PROBLEM TO SOLVE.
Among the entries below, tally each line containing "database"; respond with the total only.

Stored entries
______________________________
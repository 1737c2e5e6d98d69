//! Entity module - Contains all SeaORM entity definitions for the database.
//! These entities represent the database tables and their relationships.
//! Each entity has a Model struct for data and an Entity struct for operations.

pub mod reaction_role;
pub mod reaction_role_panel;
pub mod ticket_choice;
pub mod ticket_panel;

// Re-export specific types to avoid conflicts
pub use reaction_role::{
    Column as ReactionRoleColumn, Entity as ReactionRole, Model as ReactionRoleModel,
};
pub use reaction_role_panel::{
    Column as ReactionRolePanelColumn, Entity as ReactionRolePanel,
    Model as ReactionRolePanelModel,
};
pub use ticket_choice::{
    Column as TicketChoiceColumn, Entity as TicketChoice, Model as TicketChoiceModel,
};
pub use ticket_panel::{
    Column as TicketPanelColumn, Entity as TicketPanel, Model as TicketPanelModel,
};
______________________________
WRITTEN SOLUTION.
2